## U-Net+residual blocks: A modified U-Net inspired by the Kaggle Carvana Image Masking Challenge solutions


Date created: Oct 10, 2017   
Last modified: Dec 20, 2017  
Tags: U-Net, semantic segmentation, CNNs, dilated convolutions, residual block  
About: modified U-Nets

The U-Net <a href="#ref1">[1]</a> was the most widely implemented deep learning network in the recently concluded [Carvana Image Masking Challenge](https://www.kaggle.com/c/carvana-image-masking-challenge) on Kaggle and the competition was an opportunity to experiment with different 
[U-Net](#UNet) architectures. The [third place solution](https://www.kaggle.com/c/carvana-image-masking-challenge/discussion/40199) ([github code](https://github.com/lyakaap/Kaggle-Carvana-3rd-place-solution)) was a modified  U-Net that used dilated convolution blocks in the bottleneck region (the region at the junction of the contracting and expanding paths).
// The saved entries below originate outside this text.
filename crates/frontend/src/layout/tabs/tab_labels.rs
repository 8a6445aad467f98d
//! Tab labels - единственный источник правды для заголовков табов.

/// Возвращает читаемый заголовок таба для данного ключа. Fallback: пустая строка.
pub fn tab_label_for_key(key: &str) -> &'static str {
    match key {
        // ── Catalog (a00x) ───────────────────────────────────────────────
        "a001_category" => "Categories",
        "a002_billboard" => "Billboards",
        "a003_product" => "Products",

        // ── Projections (p9xx) ────────────────────────────────────────────
        "p900_sales_invoice" => "Sales Invoices",
        "p901_sales_person_invoice" => "Sales Person Invoices",

        // ── Dashboards (d4xx) ─────────────────────────────────────────────
        "d400_sales_analytics" => "Sales Analytics",

        _ => "",
    }
}

/// Singular entity name used in detail tab titles
pub fn entity_element_name(aggregate_key: &str) -> &'static str {
    match aggregate_key {
        "a001_category" => "Category",
        "a002_billboard" => "Billboard",
        "a003_product" => "Product",
        _ => "",
    }
}

/// Ключ detail-таба: `<aggregate>_detail_<id>`, для новой записи `<aggregate>_new`
pub fn detail_tab_key(aggregate_key: &str, id: Option<&str>) -> String {
    match id {
        Some(id) => format!("{}_detail_{}", aggregate_key, id),
        None => format!("{}_new", aggregate_key),
    }
}

/// Формирует заголовок detail-таба: «<entity> · <identifier>».
pub fn detail_tab_label(aggregate_key: &str, identifier: Option<&str>) -> String {
    let entity = entity_element_name(aggregate_key);
    match identifier.filter(|s| !s.trim().is_empty()) {
        Some(identifier) => format!("{} · {}", entity, identifier),
        None => format!("New {}", entity.to_lowercase()),
    }
}

#[cfg(test)]
mod tests {
    use super::*;

    #[test]
    fn test_detail_tab_key() {
        assert_eq!(detail_tab_key("a003_product", Some("p1")), "a003_product_detail_p1");
        assert_eq!(detail_tab_key("a003_product", None), "a003_product_new");
    }

    #[test]
    fn test_detail_tab_label() {
        assert_eq!(detail_tab_label("a001_category", Some("Shoes")), "Category · Shoes");
        assert_eq!(detail_tab_label("a002_billboard", None), "New billboard");
        assert_eq!(detail_tab_label("a002_billboard", Some(" ")), "New billboard");
    }
}
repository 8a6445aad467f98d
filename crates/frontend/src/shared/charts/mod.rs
pub mod chart_view;
pub mod palette;
pub mod reshape;
pub mod tooltip;

pub use chart_view::{ChartKind, ChartView};
pub use reshape::{reshape, ChartData, ChartPoint, ColorMode, Dataset, ReshapeOptions};
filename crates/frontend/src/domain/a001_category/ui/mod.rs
pub mod details;
pub mod list;
pub mod global_context;
pub mod left;
pub mod tabs;
pub mod top_header;

use leptos::prelude::*;
use top_header::TopHeader;

/// Main application shell.
///
/// ```text
/// +------------------------------------------+
/// |              TopHeader                    |
/// +------------------------------------------+
/// |  Sidebar  |          Content              |
/// +------------------------------------------+
/// ```
#[component]
pub fn Shell<C>(center: C) -> impl IntoView
where
    C: Fn() -> AnyView + 'static + Send,
{
    view! {
        <div class="app-layout">
            <TopHeader />

            <div class="app-body">
                // Left sidebar - uses ctx.left_open for visibility
                <left::Left>
                    <left::Sidebar />
                </left::Left>

                <div class="app-main">
                    <div data-zone="center" class="app-tabs" style="flex: 1; overflow: auto;">
                        {center()}
                    </div>
                </div>
            </div>
        </div>
    }
}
This simple change, which was responsible for the high scoring (0.997193) results, used fewer parameters (8.5 million vs something in the range of 34 million for a lower scoring U-Net model 7 or 8 blocks deep) as well. [Dilated convolutional filters](#dilated) increase the receptive field but require far fewer parameters than a deeper network with standard convolution filters. Since the ResNet <a href="#ref1">[2]</a> is a deep network that uses fewer parameters (than older conv-net architechtures), a worthwhile experiment would be to replace the dilated convolutions with ResNet [residual blocks](#residual-blocks).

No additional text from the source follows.